Among the major powers in the Indo-Pacific, the United States (US), China, India, and Japan are the largest contributors to Bangladesh’s economy across all sectors of its foreign earnings including trade, foreign direct investments, and foreign aid for development. Interestingly, according to Forbes, these four countries are among the world’s top five economies in terms of their GDP in 2024. For China, Bangladesh is a crucial foothold in the Bay of Bengal region and a critical node in its flagship Belt and Road Initiative. With ties with India dwindling, Sri Lanka remaining wrapped in a debt crisis, and Myanmar facing political instability, Bangladesh is China’s best option to break out of its ‘East Asia mould’ and strengthen its maritime presence in the Indian Ocean. Beyond that, Bangladesh, like most of South Asia is also a ready market for Chinese goods and China is its largest trading partner.

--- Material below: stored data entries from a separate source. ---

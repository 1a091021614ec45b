//! Events the store raises on the data path (spec.md §4.A, §7).
//!
//! These never go through `tracing`: spec.md is explicit that data-path
//! failures are silent except through this sink, so a host that cares can
//! wire it to a counter or a log line without the store itself choosing.

use crate::store::Stream;

/// An event raised by [`crate::store::PersistentRingStore`] outside of a
/// direct call's return value.
#[derive(Debug, Clone, Copy, PartialEq, Eq)]
pub enum StoreEvent {
    /// A write to `stream` was rejected because free space (under the
    /// configured overflow policy) was insufficient.
    WriteFailed { stream: Stream },
    /// `stream` crossed below its configured low-watermark threshold.
    LowMemory { stream: Stream },
    /// Post-reset integrity validation failed; the stream was reset empty.
    IntegrityFailure { stream: Stream },
}

/// Receives [`StoreEvent`]s. Implementations must not block or panic.
pub trait EventSink: Send + Sync {
    fn on_event(&self, event: StoreEvent);
}

/// An [`EventSink`] that discards everything, for tests that do not care.
pub struct NullSink;

impl EventSink for NullSink {
    fn on_event(&self, _event: StoreEvent) {}
}

/// An [`EventSink`] that records events for later inspection in tests.
#[derive(Default)]
pub struct RecordingSink {
    events: parking_lot::Mutex<Vec<StoreEvent>>,
}

impl RecordingSink {
    pub fn new() -> Self {
        Self::default()
    }

    pub fn drain(&self) -> Vec<StoreEvent> {
        std::mem::take(&mut self.events.lock())
    }
}

impl EventSink for RecordingSink {
    fn on_event(&self, event: StoreEvent) {
        self.events.lock().push(event);
    }
}
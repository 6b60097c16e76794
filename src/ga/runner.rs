//! Generational loop for the genetic strategy.
//!
//! One generation: rank by conflicts → keep best half → breed children
//! from distinct survivor pairs → reject near-clones → mutate children
//! → periodic diversity injection → harvest canonical solutions →
//! early-stop / adaptive-pressure checks.

use std::collections::HashSet;
use std::time::Instant;

use log::{debug, info};
use rand::Rng;

use super::config::GeneticConfig;
use super::operators::{similarity, single_point_crossover, swap_mutation};
use crate::board::{known_solution_count, random_permutation, Board};
use crate::metrics::MetricRecord;
use crate::random::create_rng_opt;
use crate::solver::{SolveReport, Solver};

/// A child this close to either parent (position-wise) is discarded
/// and replaced by a fresh random permutation.
const CLONE_SIMILARITY: f64 = 0.8;

/// Mutation-rate ceiling for adaptive pressure.
const MUTATION_RATE_CAP: f64 = 0.1;

/// Population-based evolutionary search over complete permutations.
pub struct GeneticSolver {
    n: usize,
    config: GeneticConfig,
}

impl GeneticSolver {
    /// Creates a solver with the default configuration.
    pub fn new(n: usize) -> Self {
        Self::with_config(n, GeneticConfig::default())
    }

    pub fn with_config(n: usize, config: GeneticConfig) -> Self {
        Self { n, config }
    }
}

impl Solver for GeneticSolver {
    fn name(&self) -> &'static str {
        "Genetic"
    }

    /// Runs the evolutionary loop.
    ///
    /// # Panics
    /// Panics if the configuration is invalid (call
    /// [`GeneticConfig::validate`] first to get a descriptive error).
    fn solve(&mut self) -> SolveReport {
        self.config.validate().expect("invalid GeneticConfig");

        let start = Instant::now();
        let mut rng = create_rng_opt(self.config.seed);
        let pop_size = self.config.population_size;
        let mut mutation_rate = self.config.mutation_rate;
        let expected = known_solution_count(self.n);

        let mut population: Vec<Board> = (0..pop_size)
            .map(|_| random_permutation(self.n, &mut rng))
            .collect();

        let mut seen: HashSet<Board> = HashSet::new();
        let mut solutions: Vec<Board> = Vec::new();
        let mut generations_run = 0usize;

        for generation in 0..self.config.generations {
            generations_run = generation + 1;

            // Rank by conflicts, keep the best half as survivors.
            population.sort_by_cached_key(Board::conflicts);
            population.truncate(pop_size / 2);
            let survivors = population.len();

            // Breed one child per survivor from distinct parent pairs.
            let mut children = Vec::with_capacity(survivors);
            for _ in 0..survivors {
                let a = rng.random_range(0..survivors);
                let mut b = rng.random_range(0..survivors);
                while b == a {
                    b = rng.random_range(0..survivors);
                }
                let child = single_point_crossover(&population[a], &population[b], &mut rng);

                // Reject-and-resample near-clones to preserve diversity.
                let child = if similarity(&child, &population[a]) >= CLONE_SIMILARITY
                    || similarity(&child, &population[b]) >= CLONE_SIMILARITY
                {
                    random_permutation(self.n, &mut rng)
                } else {
                    child
                };
                children.push(child);
            }

            // Mutation applies to the freshly bred half only.
            for child in &mut children {
                if rng.random_range(0.0..1.0) < mutation_rate {
                    swap_mutation(child, &mut rng);
                }
            }
            population.extend(children);

            // Diversity injection: 20% extra random boards every 10th
            // generation.
            if generation % 10 == 0 {
                for _ in 0..pop_size / 5 {
                    population.push(random_permutation(self.n, &mut rng));
                }
            }

            // Harvest zero-conflict individuals, deduplicated by
            // canonical form.
            for board in &population {
                if board.conflicts() == 0 {
                    let canon = board.canonical();
                    if seen.insert(canon.clone()) {
                        debug!(
                            "genetic n={}: solution {} at generation {}",
                            self.n,
                            solutions.len(),
                            generation
                        );
                        solutions.push(canon);
                    }
                }
            }

            if let Some(expected) = expected {
                if solutions.len() >= expected {
                    info!(
                        "genetic n={}: all {} expected solutions after {} generations",
                        self.n, expected, generations_run
                    );
                    break;
                }
                // Adaptive pressure: raise the mutation rate while
                // progress lags behind half the expected count.
                if generation % 100 == 0 && solutions.len() < expected / 2 {
                    let bumped = (mutation_rate * 1.5).min(MUTATION_RATE_CAP);
                    if bumped > mutation_rate {
                        debug!(
                            "genetic n={}: mutation rate {:.4} -> {:.4} at generation {}",
                            self.n, mutation_rate, bumped, generation
                        );
                        mutation_rate = bumped;
                    }
                }
            }
        }

        let record = MetricRecord::new(
            self.name(),
            start.elapsed(),
            solutions.len(),
            Some(generations_run),
        );
        SolveReport { solutions, record }
    }
}
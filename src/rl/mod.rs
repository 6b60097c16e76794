//! Reinforcement strategy.
//!
//! Tabular one-step Q-learning over sentinel board states. Actions are
//! column choices for the first unplaced row; the reward is the
//! negative conflict count of the resulting state, so conflict-free
//! construction is the high-reward trajectory.
//!
//! The action-value table can optionally be pre-seeded over all N!
//! complete permutations, honoring the original contract for this
//! strategy. That enumeration is combinatorially explosive and only
//! feasible for very small N; lookups also lazily default to zero
//! vectors, so partial states (and large N without pre-seeding) are
//! handled uniformly.

mod config;
mod runner;

pub use config::RlConfig;
pub use runner::ReinforcementSolver;
//! Genetic strategy.
//!
//! Evolves a population of complete permutation boards ranked by
//! conflict count. Unlike the exhaustive strategies this one is
//! stochastic: it guarantees no particular coverage or termination
//! bound beyond its generation budget, and two unseeded runs will
//! generally differ.
//!
//! # Key Types
//!
//! - [`GeneticConfig`]: population size, generation budget, mutation
//!   rate (builder pattern with validation)
//! - [`GeneticSolver`]: the generational loop
//!
//! # Submodules
//!
//! - [`operators`]: single-point crossover with first-fit permutation
//!   repair, swap mutation, and position-wise similarity

mod config;
pub mod operators;
mod runner;

pub use config::GeneticConfig;
pub use runner::GeneticSolver;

For the US, once again Dhaka is a means to consolidate its position in this region amidst the geopolitical churn triggered by China’s rise. It is also one of Washington D.C.’s key partners in its fight against terrorism. For Bangladesh, the US is its third largest trading partner, the largest export destination for Ready Made Garments—its primary export product, and, Dhaka is also the largest recipient of USAID in South Asia. Bangladesh represents a potential connectivity node to Japan by which it can establish connectivity with the neighbouring countries of South and Southeast Asia and gain access to their markets. Conversely, Japan is Bangladesh’s largest source of ODA.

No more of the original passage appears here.